Since the media box is not always the visible corner, any other approach to translate the co-ordinates for republishing? The math appears simple but since the media box is not visible, it gets tricky.
Also, is the media box different for different PDFs?
Copy link to clipboard
Copied
The crop box should give you the visible rectangle. In the absence of a crop box, the media box is used. The media box is distinct in each PDF, but that doesn't matter, if you can find what it is. A media box can (but rarely does) start several inches from the coordinate origin. Study of the PDF reference may give you more insight.
Copy link to clipboard
Copied
Given that the PDF services API aims towards enabling republishing of PDF documents, assuming that the API output should contain this information. Tried searching for the same, however, could not find it. Noticed that there is BBox for some elements but co-ordinates are similar to what is available in Bounds. And that seems incorrect, because the location in the PDF is different.

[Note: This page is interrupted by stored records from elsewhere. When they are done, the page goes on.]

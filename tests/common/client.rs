//! Clients for end-to-end tests
//!
//! `TestClient` wraps reqwest for the HTTP routes, `ChatClient` wraps a tokio-tungstenite
//! websocket speaking the chat envelope format.
//!
//! When API routes or frame formats change, update only this file.

use super::constants::*;
use futures::{SinkExt, StreamExt};
use reqwest::Response;
use serde_json::{json, Value};
use std::time::Duration;
use tokio::net::TcpStream;
use tokio::time::timeout;
use tokio_tungstenite::tungstenite::client::IntoClientRequest;
use tokio_tungstenite::tungstenite::http::HeaderValue;
use tokio_tungstenite::tungstenite::Message;
use tokio_tungstenite::{connect_async, MaybeTlsStream, WebSocketStream};

/// HTTP test client sending a bearer token, when it has one
pub struct TestClient {
    /// The underlying reqwest client (public for custom requests in tests)
    pub client: reqwest::Client,
    /// The base URL of the test server
    pub base_url: String,
    token: Option<String>,
}

#[allow(dead_code)]
impl TestClient {
    /// Creates a new unauthenticated client
    pub fn new(base_url: String) -> Self {
        let client = reqwest::Client::builder()
            .timeout(Duration::from_secs(REQUEST_TIMEOUT_SECS))
            .build()
            .expect("Failed to build reqwest client");

        Self {
            client,
            base_url,
            token: None,
        }
    }

    /// Creates a client authenticated with `token`
    pub fn authenticated(base_url: String, token: &str) -> Self {
        Self {
            token: Some(token.to_string()),
            ..Self::new(base_url)
        }
    }

    fn post(&self, path: &str) -> reqwest::RequestBuilder {
        let request = self.client.post(format!("{}{}", self.base_url, path));
        match &self.token {
            Some(token) => request.bearer_auth(token),
            None => request,
        }
    }

    /// GET /
    pub async fn home(&self) -> Response {
        self.client
            .get(format!("{}/", self.base_url))
            .send()
            .await
            .expect("Home request failed")
    }

    /// POST /v1/chats/{session_id}/archive
    pub async fn archive_chat(&self, session_id: &str) -> Response {
        self.post(&format!("/v1/chats/{}/archive", session_id))
            .send()
            .await
            .expect("Archive request failed")
    }
}

/// A frame received by [`ChatClient`]
#[derive(Debug)]
pub enum ClientFrame {
    /// A text frame, parsed as JSON
    Json(Value),
    /// A close frame with its code and reason, or the end of the stream
    Closed(Option<(u16, String)>),
}

impl ClientFrame {
    /// The JSON body, panicking on anything else
    pub fn json(self) -> Value {
        match self {
            ClientFrame::Json(value) => value,
            other => panic!("Expected a JSON frame, got {:?}", other),
        }
    }
}

/// Websocket client of the chat endpoint
pub struct ChatClient {
    ws: WebSocketStream<MaybeTlsStream<TcpStream>>,
}

#[allow(dead_code)]
impl ChatClient {
    /// Connects to `url`, sending `token` as a bearer token when given
    pub async fn connect(url: &str, token: Option<&str>) -> Self {
        let mut request = url
            .into_client_request()
            .expect("Failed to build websocket request");
        if let Some(token) = token {
            request.headers_mut().insert(
                "Authorization",
                HeaderValue::from_str(&format!("Bearer {}", token)).unwrap(),
            );
        }

        let (ws, _) = connect_async(request)
            .await
            .expect("Failed to connect to websocket");
        Self { ws }
    }

    /// Connects with the token sent as the `session_token` cookie
    pub async fn connect_with_cookie(url: &str, token: &str) -> Self {
        let mut request = url
            .into_client_request()
            .expect("Failed to build websocket request");
        request.headers_mut().insert(
            "Cookie",
            HeaderValue::from_str(&format!("session_token={}", token)).unwrap(),
        );

        let (ws, _) = connect_async(request)
            .await
            .expect("Failed to connect to websocket");
        Self { ws }
    }

    pub async fn send_json(&mut self, value: Value) {
        self.ws
            .send(Message::Text(value.to_string().into()))
            .await
            .expect("Failed to send frame");
    }

    /// Sends a chat message envelope
    pub async fn send_chat(&mut self, text: &str) {
        self.send_json(json!({ "action": "chat", "payload": text }))
            .await;
    }

    /// Sends the heartbeat envelope browsers use
    pub async fn send_heartbeat(&mut self) {
        self.send_json(json!({ "action": "ping" })).await;
    }

    /// Sends a websocket ping frame
    pub async fn send_ping_frame(&mut self) {
        self.ws
            .send(Message::Ping(Vec::<u8>::new().into()))
            .await
            .expect("Failed to send ping");
    }

    pub async fn send_raw_text(&mut self, text: &str) {
        self.ws
            .send(Message::Text(text.to_string().into()))
            .await
            .expect("Failed to send frame");
    }

    /// Next text or close frame, `None` if nothing arrives in time
    pub async fn next_frame_within(&mut self, wait: Duration) -> Option<ClientFrame> {
        let result = timeout(wait, async {
            loop {
                match self.ws.next().await {
                    Some(Ok(Message::Text(text))) => {
                        let value = serde_json::from_str::<Value>(text.as_str())
                            .expect("Server sent a non JSON text frame");
                        return ClientFrame::Json(value);
                    }
                    Some(Ok(Message::Close(frame))) => {
                        return ClientFrame::Closed(
                            frame.map(|f| (u16::from(f.code), f.reason.as_str().to_string())),
                        );
                    }
                    Some(Ok(_)) => continue,
                    Some(Err(_)) | None => return ClientFrame::Closed(None),
                }
            }
        })
        .await;

        result.ok()
    }

    pub async fn next_frame(&mut self) -> Option<ClientFrame> {
        self.next_frame_within(Duration::from_millis(FRAME_TIMEOUT_MS))
            .await
    }

    /// Next frame, which must be JSON
    pub async fn expect_json(&mut self) -> Value {
        self.next_frame()
            .await
            .expect("No frame received in time")
            .json()
    }

    /// Asserts that nothing arrives for `wait`
    pub async fn expect_silence(&mut self, wait: Duration) {
        if let Some(frame) = self.next_frame_within(wait).await {
            panic!("Expected no frame, got {:?}", frame);
        }
    }

    pub async fn close(mut self) {
        let _ = self.ws.close(None).await;
    }
}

Of course, reading the PDF spec is an option. However, at this moment, some info from the API docs or, Adobe team on calculating the position that is similar to position when the PDF is viewed would help.
Thanks!
Copy link to clipboard
Copied
I agree the documentation should fully describe every key and value in the exported JSON -and- how it relates to the PDF specification in each case. Frankly, I could not use this API for any real purpose without that info, because I could not base a commercial product on guesswork.
Copy link to clipboard
Copied
Yes @Test Screen Name, not certain on how republishing is cited as a use-case for Extract API. Are we missing something here? Found some explanation for JSON keys here. However, unsure on how to convert it to pixels to building an HTML from the PDF.
Thanks!